Not known (cannot be estimated from the available data): fainting in response to injection; skin rash with or without itching.
Reporting of side effects: If the patient gets any side effects, talk to the doctor, pharmacist or nurse. This includes any possible side effects not listed.
By reporting side effects, the patient can help provide more information on the safety of this medicine.
As the vaccine is inactivated (it does not contain any bacteria or live virus), association with other inactivated vaccine(s) using a separate injection site should not induce any interactions.
This vaccine can be administered at the same time as any of the following vaccines but in separate injection sites, i.e. in another part of the body such as another arm or another leg, and must not be mixed in the same syringe: as a polysaccharide typhoid vaccine, as a yellow fever live vaccine.
This vaccine can be administered at the same time as immunoglobulins (antibodies obtained from blood donation) in two separate injection sites.
Avaxim 160 U may not work so well if it is given at the same time as the immunoglobulins. However, the patient will probably be protected against the hepatitis A infection.
This vaccine can be used as a booster dose in subjects who have received a first vaccination with another inactivated hepatitis A vaccine.
If the patient is taking or has recently taken any other medicines, even one obtained without a prescription, please tell the doctor or pharmacist.

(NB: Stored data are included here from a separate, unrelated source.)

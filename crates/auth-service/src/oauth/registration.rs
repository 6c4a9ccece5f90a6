//! RFC 7591: OAuth 2.0 Dynamic Client Registration
//!
//! Allows clients (like Claude iOS) to register themselves automatically
//! without manual configuration.

use std::sync::Arc;

use axum::{
    Json,
    extract::{State, rejection::JsonRejection},
    http::StatusCode,
    response::{IntoResponse, Response},
};
use oauth_core::{ClientMetadata, OAuthError};

use super::ErrorResponse;
use crate::app::AppState;

/// Handler for `POST /register`
pub async fn handler(
    State(state): State<Arc<AppState>>,
    request: Result<Json<ClientMetadata>, JsonRejection>,
) -> Response {
    let Json(request) = match request {
        Ok(request) => request,
        Err(rejection) => {
            tracing::warn!("Rejected malformed registration request: {}", rejection);
            return ErrorResponse(OAuthError::InvalidClientMetadata(rejection.body_text()))
                .into_response();
        }
    };

    tracing::info!(
        "Client registration request: name={:?}, redirect_uris={:?}",
        request.client_name,
        request.redirect_uris
    );

    match state.server.register(request) {
        Ok(info) => (StatusCode::CREATED, Json(info)).into_response(),
        Err(err) => {
            tracing::warn!("Rejected client registration: {}", err);
            ErrorResponse(err).into_response()
        }
    }
}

If frozen, the vaccine should be discarded.
The vaccine should not be used if it contains foreign particles.
Store in a refrigerator (2-8°C).
Do not freeze.
Medicines should not be disposed of via wastewater or household waste. Ask the pharmacist how to dispose of medicines no longer required. These measures will help to protect the environment.
J07BC02 - hepatitis A, inactivated, whole virus ; Belongs to the class of hepatitis viral vaccines.
Vaccine inj (pre-filled syringe w/ or w/o needle, turbid and whitish suspension) 160 units/0.5 mL x 1's.